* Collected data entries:
########################################

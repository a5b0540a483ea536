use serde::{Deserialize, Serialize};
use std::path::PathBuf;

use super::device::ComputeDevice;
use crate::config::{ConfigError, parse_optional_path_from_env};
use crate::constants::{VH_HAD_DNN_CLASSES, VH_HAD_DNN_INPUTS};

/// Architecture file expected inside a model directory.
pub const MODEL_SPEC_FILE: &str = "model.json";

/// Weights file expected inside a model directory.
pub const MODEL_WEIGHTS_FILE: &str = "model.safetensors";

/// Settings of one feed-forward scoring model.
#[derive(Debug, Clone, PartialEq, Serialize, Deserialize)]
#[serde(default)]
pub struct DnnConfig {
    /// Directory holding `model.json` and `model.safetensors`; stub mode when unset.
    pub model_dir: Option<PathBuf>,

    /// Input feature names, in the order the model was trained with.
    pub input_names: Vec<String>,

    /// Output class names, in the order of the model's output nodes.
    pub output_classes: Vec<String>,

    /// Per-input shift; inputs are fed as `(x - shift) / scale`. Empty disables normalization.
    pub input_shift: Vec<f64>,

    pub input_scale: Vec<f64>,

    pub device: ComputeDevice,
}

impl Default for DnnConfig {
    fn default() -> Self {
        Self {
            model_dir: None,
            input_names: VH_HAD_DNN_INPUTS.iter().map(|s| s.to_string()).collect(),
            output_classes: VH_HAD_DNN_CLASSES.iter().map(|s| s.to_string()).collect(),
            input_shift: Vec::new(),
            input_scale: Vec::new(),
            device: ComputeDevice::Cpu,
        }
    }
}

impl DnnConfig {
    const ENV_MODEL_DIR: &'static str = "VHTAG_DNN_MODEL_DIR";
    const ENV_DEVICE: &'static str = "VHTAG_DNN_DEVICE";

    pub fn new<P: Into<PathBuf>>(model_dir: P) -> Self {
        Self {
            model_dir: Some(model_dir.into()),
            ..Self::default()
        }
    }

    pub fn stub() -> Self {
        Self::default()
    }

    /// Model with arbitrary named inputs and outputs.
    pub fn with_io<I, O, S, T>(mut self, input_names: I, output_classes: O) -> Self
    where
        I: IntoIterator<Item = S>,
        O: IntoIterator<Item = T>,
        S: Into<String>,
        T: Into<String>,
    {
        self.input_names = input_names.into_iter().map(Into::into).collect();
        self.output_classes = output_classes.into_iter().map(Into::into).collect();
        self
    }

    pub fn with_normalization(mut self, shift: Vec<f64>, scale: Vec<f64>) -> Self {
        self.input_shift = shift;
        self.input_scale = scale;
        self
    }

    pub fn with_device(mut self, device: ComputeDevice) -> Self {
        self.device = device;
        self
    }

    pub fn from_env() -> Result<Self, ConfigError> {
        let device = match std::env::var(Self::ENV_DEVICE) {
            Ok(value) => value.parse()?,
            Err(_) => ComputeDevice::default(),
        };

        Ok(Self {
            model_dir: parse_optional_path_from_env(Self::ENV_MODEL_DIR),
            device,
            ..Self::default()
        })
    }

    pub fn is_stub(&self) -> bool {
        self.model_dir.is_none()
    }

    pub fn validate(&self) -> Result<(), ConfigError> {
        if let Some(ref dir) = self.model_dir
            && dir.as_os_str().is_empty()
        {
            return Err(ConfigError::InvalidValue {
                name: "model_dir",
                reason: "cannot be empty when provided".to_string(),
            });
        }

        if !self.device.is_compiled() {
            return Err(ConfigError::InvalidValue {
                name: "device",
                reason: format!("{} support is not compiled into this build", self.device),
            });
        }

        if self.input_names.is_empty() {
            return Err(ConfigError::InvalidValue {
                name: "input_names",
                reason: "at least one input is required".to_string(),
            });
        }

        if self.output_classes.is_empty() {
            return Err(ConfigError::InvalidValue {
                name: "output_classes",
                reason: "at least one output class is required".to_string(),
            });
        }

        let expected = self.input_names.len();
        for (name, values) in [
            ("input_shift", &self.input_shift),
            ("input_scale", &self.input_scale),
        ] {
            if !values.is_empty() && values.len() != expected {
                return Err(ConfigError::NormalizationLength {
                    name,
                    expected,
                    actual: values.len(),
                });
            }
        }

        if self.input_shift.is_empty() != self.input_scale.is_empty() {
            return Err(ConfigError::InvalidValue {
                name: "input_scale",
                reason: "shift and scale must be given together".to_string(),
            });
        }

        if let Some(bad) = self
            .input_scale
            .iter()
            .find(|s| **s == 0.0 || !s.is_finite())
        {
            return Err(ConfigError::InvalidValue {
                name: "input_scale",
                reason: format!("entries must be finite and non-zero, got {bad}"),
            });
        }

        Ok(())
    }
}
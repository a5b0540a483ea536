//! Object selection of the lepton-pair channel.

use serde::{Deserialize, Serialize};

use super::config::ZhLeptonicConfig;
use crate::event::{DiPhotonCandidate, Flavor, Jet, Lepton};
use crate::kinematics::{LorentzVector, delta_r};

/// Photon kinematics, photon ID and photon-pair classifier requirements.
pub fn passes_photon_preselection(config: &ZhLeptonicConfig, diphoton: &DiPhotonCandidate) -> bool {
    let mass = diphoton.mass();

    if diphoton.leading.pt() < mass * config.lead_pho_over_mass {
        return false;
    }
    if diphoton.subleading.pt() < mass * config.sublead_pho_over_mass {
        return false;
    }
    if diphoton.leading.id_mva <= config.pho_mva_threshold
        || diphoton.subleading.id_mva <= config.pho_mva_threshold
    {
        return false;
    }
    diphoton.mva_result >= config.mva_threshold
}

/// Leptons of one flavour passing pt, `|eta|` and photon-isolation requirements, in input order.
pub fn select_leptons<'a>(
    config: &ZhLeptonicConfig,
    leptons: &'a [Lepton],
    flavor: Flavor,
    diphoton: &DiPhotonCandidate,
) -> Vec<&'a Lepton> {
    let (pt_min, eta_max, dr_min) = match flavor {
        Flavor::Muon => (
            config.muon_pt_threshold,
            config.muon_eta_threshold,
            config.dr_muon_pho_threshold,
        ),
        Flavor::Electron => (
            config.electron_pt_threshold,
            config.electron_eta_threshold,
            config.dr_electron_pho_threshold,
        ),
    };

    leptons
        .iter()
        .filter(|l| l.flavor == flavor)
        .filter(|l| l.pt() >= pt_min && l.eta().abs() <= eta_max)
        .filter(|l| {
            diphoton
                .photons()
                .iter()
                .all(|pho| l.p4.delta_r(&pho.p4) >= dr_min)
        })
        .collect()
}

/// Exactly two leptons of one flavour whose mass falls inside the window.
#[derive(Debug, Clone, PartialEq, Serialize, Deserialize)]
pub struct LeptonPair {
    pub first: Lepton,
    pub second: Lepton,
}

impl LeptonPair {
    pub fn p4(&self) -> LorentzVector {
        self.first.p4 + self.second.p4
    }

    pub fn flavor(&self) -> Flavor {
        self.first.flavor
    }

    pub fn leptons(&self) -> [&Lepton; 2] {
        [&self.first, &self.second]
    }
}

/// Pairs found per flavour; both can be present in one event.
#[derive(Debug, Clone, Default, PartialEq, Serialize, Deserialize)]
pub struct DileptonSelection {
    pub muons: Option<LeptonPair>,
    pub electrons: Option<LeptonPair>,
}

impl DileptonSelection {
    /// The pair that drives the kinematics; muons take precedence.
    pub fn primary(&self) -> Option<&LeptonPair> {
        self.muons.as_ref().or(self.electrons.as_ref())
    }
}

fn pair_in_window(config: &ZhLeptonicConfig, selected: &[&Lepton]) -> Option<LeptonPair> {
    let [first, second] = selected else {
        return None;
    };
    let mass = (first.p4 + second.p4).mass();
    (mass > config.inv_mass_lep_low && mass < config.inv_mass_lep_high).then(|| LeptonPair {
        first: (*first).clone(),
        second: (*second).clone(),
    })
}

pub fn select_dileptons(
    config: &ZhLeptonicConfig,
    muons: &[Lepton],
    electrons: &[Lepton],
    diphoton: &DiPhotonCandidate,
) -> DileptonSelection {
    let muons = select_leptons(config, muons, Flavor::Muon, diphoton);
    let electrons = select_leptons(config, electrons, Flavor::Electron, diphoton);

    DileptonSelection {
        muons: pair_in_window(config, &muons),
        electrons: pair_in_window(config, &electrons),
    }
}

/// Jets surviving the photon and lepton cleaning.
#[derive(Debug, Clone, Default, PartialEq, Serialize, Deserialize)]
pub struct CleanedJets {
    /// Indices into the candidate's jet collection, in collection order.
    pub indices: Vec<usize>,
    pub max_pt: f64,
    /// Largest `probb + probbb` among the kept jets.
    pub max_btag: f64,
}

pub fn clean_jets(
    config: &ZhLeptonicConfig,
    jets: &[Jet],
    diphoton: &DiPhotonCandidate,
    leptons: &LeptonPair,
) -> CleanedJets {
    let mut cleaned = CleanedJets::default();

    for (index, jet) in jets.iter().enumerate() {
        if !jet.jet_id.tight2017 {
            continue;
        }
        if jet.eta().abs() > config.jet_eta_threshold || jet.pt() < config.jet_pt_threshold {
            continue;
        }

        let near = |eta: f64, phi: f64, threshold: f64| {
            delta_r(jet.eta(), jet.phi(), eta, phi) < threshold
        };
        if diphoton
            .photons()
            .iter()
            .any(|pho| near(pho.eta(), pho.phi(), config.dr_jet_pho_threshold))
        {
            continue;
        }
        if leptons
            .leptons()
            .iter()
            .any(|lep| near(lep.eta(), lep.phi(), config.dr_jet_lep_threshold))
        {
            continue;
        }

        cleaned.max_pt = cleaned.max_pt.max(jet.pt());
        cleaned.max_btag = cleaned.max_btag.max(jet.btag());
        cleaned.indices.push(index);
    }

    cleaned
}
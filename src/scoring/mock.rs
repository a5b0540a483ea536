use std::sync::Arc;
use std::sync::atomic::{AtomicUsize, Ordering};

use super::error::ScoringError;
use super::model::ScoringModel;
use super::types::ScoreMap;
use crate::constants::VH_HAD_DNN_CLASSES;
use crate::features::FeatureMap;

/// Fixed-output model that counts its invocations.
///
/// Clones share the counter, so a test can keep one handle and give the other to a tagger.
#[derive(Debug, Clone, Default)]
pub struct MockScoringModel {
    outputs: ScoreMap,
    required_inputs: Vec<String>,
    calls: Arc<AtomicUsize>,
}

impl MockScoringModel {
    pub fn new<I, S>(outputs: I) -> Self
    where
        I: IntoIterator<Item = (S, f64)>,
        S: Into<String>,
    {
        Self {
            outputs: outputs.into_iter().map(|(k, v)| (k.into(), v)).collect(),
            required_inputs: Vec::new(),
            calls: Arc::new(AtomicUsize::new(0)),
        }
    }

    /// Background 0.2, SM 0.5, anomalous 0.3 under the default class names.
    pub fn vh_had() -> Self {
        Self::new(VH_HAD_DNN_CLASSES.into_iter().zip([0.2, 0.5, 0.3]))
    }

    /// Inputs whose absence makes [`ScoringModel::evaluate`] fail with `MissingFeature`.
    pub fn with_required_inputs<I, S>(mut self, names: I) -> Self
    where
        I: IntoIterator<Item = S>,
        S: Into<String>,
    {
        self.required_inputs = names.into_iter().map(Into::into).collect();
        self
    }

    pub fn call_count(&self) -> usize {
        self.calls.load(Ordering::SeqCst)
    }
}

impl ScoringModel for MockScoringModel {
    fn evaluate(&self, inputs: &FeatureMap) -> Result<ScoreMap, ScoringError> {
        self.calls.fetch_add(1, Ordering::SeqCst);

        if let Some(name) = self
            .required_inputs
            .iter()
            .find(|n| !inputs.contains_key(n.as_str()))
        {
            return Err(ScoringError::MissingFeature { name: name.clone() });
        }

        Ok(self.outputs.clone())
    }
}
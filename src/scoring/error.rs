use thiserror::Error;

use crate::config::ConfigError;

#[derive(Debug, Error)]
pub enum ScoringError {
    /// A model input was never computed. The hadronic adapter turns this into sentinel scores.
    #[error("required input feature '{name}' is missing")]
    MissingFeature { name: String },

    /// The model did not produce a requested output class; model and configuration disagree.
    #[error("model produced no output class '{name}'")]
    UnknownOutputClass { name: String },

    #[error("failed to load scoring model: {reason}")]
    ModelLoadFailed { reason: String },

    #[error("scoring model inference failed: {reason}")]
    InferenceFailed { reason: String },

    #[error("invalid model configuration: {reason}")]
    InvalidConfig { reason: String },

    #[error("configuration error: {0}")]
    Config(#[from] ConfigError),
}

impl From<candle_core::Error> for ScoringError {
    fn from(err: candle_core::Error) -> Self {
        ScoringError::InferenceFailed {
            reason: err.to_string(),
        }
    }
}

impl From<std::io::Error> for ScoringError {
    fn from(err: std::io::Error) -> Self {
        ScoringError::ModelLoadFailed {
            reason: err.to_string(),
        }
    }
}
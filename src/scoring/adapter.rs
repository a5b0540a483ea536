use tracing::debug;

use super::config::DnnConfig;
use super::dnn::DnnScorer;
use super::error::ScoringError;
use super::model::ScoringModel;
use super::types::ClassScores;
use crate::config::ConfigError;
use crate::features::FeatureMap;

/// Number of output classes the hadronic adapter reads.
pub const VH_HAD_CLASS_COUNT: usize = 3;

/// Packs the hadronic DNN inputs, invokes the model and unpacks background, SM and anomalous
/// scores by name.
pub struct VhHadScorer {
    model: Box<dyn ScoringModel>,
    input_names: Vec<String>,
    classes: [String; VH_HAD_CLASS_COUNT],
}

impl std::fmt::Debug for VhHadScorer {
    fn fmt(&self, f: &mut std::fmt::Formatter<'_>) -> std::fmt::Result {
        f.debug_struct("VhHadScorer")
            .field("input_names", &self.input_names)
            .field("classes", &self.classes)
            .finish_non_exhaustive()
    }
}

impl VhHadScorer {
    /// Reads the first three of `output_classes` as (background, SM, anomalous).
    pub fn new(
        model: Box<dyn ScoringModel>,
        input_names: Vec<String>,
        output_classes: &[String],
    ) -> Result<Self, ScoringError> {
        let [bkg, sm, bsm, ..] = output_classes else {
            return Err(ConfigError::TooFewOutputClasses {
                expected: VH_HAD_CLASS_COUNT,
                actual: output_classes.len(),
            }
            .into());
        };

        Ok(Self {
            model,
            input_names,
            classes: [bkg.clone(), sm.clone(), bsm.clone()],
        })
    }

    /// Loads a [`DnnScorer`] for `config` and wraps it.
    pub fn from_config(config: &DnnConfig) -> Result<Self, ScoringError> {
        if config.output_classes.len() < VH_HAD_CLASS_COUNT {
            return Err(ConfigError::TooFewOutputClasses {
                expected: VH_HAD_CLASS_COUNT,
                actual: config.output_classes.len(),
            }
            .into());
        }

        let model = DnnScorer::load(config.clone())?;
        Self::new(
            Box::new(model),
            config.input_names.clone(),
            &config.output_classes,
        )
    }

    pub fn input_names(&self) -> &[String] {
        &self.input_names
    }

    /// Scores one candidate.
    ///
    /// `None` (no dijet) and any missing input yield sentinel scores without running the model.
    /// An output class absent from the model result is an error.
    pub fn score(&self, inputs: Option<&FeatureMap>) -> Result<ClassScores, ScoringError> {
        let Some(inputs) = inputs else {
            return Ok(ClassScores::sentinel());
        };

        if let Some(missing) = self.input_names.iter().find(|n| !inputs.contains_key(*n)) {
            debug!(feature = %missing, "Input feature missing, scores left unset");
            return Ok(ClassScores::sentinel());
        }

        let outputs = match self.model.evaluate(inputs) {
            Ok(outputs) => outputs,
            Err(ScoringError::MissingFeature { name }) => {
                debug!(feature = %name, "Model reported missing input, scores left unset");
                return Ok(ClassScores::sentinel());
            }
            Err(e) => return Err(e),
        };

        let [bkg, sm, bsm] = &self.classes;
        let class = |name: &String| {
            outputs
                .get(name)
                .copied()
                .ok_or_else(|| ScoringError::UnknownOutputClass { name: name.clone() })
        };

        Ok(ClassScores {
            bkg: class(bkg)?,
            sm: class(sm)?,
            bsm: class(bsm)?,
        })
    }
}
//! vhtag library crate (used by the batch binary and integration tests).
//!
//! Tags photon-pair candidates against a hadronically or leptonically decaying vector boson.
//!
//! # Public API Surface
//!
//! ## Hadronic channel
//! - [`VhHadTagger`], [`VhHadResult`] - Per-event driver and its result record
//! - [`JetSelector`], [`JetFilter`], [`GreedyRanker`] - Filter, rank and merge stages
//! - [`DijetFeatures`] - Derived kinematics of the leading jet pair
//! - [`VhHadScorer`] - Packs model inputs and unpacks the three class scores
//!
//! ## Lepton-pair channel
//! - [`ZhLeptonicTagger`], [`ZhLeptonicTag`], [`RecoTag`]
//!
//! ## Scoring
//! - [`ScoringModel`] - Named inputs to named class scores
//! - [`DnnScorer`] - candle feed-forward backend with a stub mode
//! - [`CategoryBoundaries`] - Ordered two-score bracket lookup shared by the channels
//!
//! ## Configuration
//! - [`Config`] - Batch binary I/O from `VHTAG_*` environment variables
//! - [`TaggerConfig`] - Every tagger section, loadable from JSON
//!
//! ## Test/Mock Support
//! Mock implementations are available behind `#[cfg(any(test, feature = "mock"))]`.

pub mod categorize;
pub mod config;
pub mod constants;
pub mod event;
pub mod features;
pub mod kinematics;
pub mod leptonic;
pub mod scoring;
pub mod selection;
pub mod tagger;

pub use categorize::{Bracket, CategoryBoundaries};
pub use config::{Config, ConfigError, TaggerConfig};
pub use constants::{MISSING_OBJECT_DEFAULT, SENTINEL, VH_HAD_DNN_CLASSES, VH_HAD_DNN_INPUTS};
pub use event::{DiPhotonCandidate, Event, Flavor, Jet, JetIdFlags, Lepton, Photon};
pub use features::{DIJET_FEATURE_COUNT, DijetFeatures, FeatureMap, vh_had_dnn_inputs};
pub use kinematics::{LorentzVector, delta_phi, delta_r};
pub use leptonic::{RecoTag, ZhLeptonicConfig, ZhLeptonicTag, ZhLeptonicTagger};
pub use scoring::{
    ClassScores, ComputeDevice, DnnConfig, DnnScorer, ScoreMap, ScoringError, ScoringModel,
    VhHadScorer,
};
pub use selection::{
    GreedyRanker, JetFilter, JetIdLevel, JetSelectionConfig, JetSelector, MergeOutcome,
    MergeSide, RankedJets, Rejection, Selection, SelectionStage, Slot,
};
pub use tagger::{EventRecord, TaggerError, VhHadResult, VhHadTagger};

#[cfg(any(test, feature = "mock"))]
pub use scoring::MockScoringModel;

########################################

* What to do:
Report each line above containing the string "named".

* Reply to the exercise:
    /// Model with arbitrary named inputs and outputs.
//! - [`ScoringModel`] - Named inputs to named class scores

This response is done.